Field day at the end of the year was all about sporting events and much to my chagrin, the teams were the homerooms. Ugh. I would say we spent the day getting clobbered but it was worse than that as I tried to explain how the games were played and who was supposed to do what. Not only was English a barrier for many, they had never played or even heard of most of the games. The rest of the team didn’t have much more experience and even less physical coordination. We had fun but the final game was the biggest challenge. 
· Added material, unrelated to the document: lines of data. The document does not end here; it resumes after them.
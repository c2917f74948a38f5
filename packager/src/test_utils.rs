//! Shared test utilities for the packager crate.

use crate::compiler::CommandExecutor;
use crate::config::PackagerConfig;
use crate::definition::DEFAULT_VERSION_MARKER;
use crate::error::{PackagerError, Result};
use crate::manifest::Manifest;
use crate::stager::{AUXILIARY_ASSETS, DEFINITION_FILE, LICENSE_FILE, PRIVACY_FILE, Resources};
use camino::{Utf8Path, Utf8PathBuf};
use std::cell::RefCell;
use std::collections::VecDeque;
use std::fs;
use std::process::{ExitStatus, Output};

/// Creates an `ExitStatus` from an exit code (Unix implementation).
#[cfg(unix)]
#[must_use]
pub fn exit_status(code: i32) -> ExitStatus {
    use std::os::unix::process::ExitStatusExt;

    ExitStatus::from_raw(code << 8)
}

/// Creates an `ExitStatus` from an exit code (Windows implementation).
#[cfg(windows)]
#[must_use]
pub fn exit_status(code: i32) -> ExitStatus {
    use std::os::windows::process::ExitStatusExt;

    ExitStatus::from_raw(code as u32)
}

/// Creates a successful command `Output` with empty stdout and stderr.
#[must_use]
pub fn success_output() -> Output {
    Output {
        status: exit_status(0),
        stdout: Vec::new(),
        stderr: Vec::new(),
    }
}

/// Creates a failed command `Output` with the given stderr message.
#[must_use]
pub fn failure_output(stderr: &str) -> Output {
    Output {
        status: exit_status(1),
        stdout: Vec::new(),
        stderr: stderr.as_bytes().to_vec(),
    }
}

/// Represents an expected command invocation for testing.
#[derive(Debug)]
pub struct ExpectedCall {
    /// The program to execute (e.g. "makensis").
    pub program: &'static str,
    /// The arguments to pass to the program.
    pub args: Vec<&'static str>,
    /// File written into the working directory before returning, mimicking
    /// the installer the real compiler would produce.
    pub produces: Option<&'static str>,
    /// The result to return when this command is invoked.
    pub result: Result<Output>,
}

impl ExpectedCall {
    /// A successful compiler run that writes `produces` into its cwd.
    #[must_use]
    pub fn compiles(program: &'static str, definition: &'static str, produces: &'static str) -> Self {
        Self {
            program,
            args: vec![definition],
            produces: Some(produces),
            result: Ok(success_output()),
        }
    }
}

/// A stub implementation of `CommandExecutor` for testing.
///
/// Records expected command invocations and returns predefined results,
/// allowing tests to exercise the packaging pipeline without an installer
/// compiler on the host.
#[derive(Debug)]
pub struct StubExecutor {
    expected: RefCell<VecDeque<ExpectedCall>>,
}

impl StubExecutor {
    /// Creates a new `StubExecutor` with the given expected calls.
    #[must_use]
    pub fn new(expected: Vec<ExpectedCall>) -> Self {
        Self {
            expected: RefCell::new(expected.into()),
        }
    }

    /// Asserts that all expected command invocations have been consumed.
    ///
    /// # Panics
    ///
    /// Panics if there are remaining expected calls that were not invoked.
    pub fn assert_finished(&self) {
        assert!(
            self.expected.borrow().is_empty(),
            "expected no further command invocations"
        );
    }
}

impl CommandExecutor for StubExecutor {
    fn run(&self, program: &str, args: &[String], cwd: &Utf8Path) -> Result<Output> {
        let Some(call) = self.expected.borrow_mut().pop_front() else {
            return Err(PackagerError::StubMismatch {
                message: format!("unexpected invocation of {program}"),
            });
        };

        if call.program != program || call.args.as_slice() != args {
            return Err(PackagerError::StubMismatch {
                message: format!(
                    "expected {} {:?}, got {program} {args:?}",
                    call.program, call.args
                ),
            });
        }

        if let Some(name) = call.produces {
            fs::write(cwd.join(name), b"installer")?;
        }

        call.result
    }
}

/// Definition file used by test trees: a version marker line and an
/// `OutFile` naming `blast-<version>-win64.exe`.
#[must_use]
pub fn sample_definition(out_file: &str) -> String {
    format!(
        concat!(
            "; NCBI BLAST installer\n",
            "!define PRODUCT_NAME \"NCBI BLAST\"\n",
            "!define PRODUCT_VERSION \"BLAST_VERSION\"\n",
            "Name \"${{PRODUCT_NAME}} ${{PRODUCT_VERSION}}\"\n",
            "OutFile \"{}\"\n",
            "!include \"EnvVarUpdate.nsh\"\n",
            "Icon \"ncbilogo.ico\"\n",
        ),
        out_file
    )
}

/// A scratch release tree: an installation directory with `bin/`, a resource
/// directory with every packaging asset, and an empty working directory.
#[derive(Debug)]
pub struct PackagingTree {
    _temp: tempfile::TempDir,
    /// Installation directory; binaries live in its `bin` subdirectory.
    pub install_dir: Utf8PathBuf,
    /// Staging directory.
    pub work_dir: Utf8PathBuf,
    /// Directory holding the definition file, licence texts and assets.
    pub resource_dir: Utf8PathBuf,
}

impl PackagingTree {
    /// Create the tree with every entry of `manifest` present and a
    /// definition file declaring `out_file`.
    ///
    /// # Errors
    ///
    /// Returns an error if the scratch directories cannot be created.
    pub fn new(manifest: &Manifest, out_file: &str) -> Result<Self> {
        let temp = tempfile::TempDir::new()?;
        let root = Utf8PathBuf::try_from(temp.path().to_path_buf()).map_err(|e| {
            PackagerError::NonUtf8Path {
                what: "temporary directory",
                path: e.into_path_buf().display().to_string(),
            }
        })?;
        let tree = Self {
            _temp: temp,
            install_dir: root.join("install"),
            work_dir: root.join("work"),
            resource_dir: root.join("resources"),
        };
        fs::create_dir_all(tree.install_dir.join("bin"))?;
        fs::create_dir_all(&tree.work_dir)?;
        fs::create_dir_all(&tree.resource_dir)?;

        for name in manifest.iter() {
            tree.write_binary(name)?;
        }
        fs::write(
            tree.resource_dir.join(DEFINITION_FILE),
            sample_definition(out_file),
        )?;
        fs::write(tree.resource_dir.join(LICENSE_FILE), "PUBLIC DOMAIN NOTICE\n")?;
        fs::write(tree.resource_dir.join(PRIVACY_FILE), "Privacy statement\n")?;
        for name in AUXILIARY_ASSETS {
            fs::write(tree.resource_dir.join(name), name.as_bytes())?;
        }
        Ok(tree)
    }

    /// Write a placeholder binary into `<install_dir>/bin`.
    ///
    /// # Errors
    ///
    /// Returns an error if the file cannot be written.
    pub fn write_binary(&self, name: &str) -> Result<()> {
        fs::write(self.install_dir.join("bin").join(name), format!("binary:{name}"))?;
        Ok(())
    }

    /// Remove a binary from `<install_dir>/bin`.
    ///
    /// # Errors
    ///
    /// Returns an error if the file cannot be removed.
    pub fn remove_binary(&self, name: &str) -> Result<()> {
        fs::remove_file(self.install_dir.join("bin").join(name))?;
        Ok(())
    }

    /// Resources rooted at the tree's resource directory.
    #[must_use]
    pub fn resources(&self) -> Resources {
        Resources::new(self.resource_dir.clone(), self.resource_dir.clone())
    }

    /// Configuration pointing at this tree with the given compiler name.
    #[must_use]
    pub fn config(&self, makensis: &str) -> PackagerConfig {
        PackagerConfig {
            makensis: makensis.to_owned(),
            timeout: None,
            resources: self.resources(),
            version_marker: DEFAULT_VERSION_MARKER.to_owned(),
        }
    }
}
It was supposed to be softball but I am fairly certain we had to use a hard baseball. We were up to bat first. No one got any lumber on the ball so we just put kids on base and let them run with the pitch. There would be two or three kids on a single base holding hands or they would take off running, for no reason, in the wrong direction. So we switched them to the field. Not a single kid had brought a glove. Most of them didn't own one. I didn’t want any of them missing out so I spread their skinny little butts all over the field like oleo on toast. If the other team hit a grounder, our players just watched the ball roll between them. If it came toward them they scootched away. I finally convinced them to pick the ball up but instead of throwing it they ran to their best friend and handed it to them. By now the score was a zillion to nothing in the bottom of the first. I was ready to pack it in when Louie begged me to let him play. I had not put him on the field because he was four feet tall and seriously fragile. I would not be the teacher that got Louie hit in the face with a line drive. I said OK, but just one out. The batter was right handed so I put Louie on the opposite side between first and second. Jiminy, why didn’t I put him in the outfield? The batter hit a screaming one hop grounder right at Louie’s face. Then something happened we never could have imagined. He whipped off his oversized baseball hat, fielded the ball with it, and threw it to first base. The batter never took a step. I shouted, “We won! We won!” and the team took up the chant. They tried to pick up Louie to carry him off which scared me way more than the ground ball. As we ran away to tell the rest of the school I could hear our opponent exclaiming, “Hey! We were winning 28 to nothing!”. But no….we won. Oh yes we did.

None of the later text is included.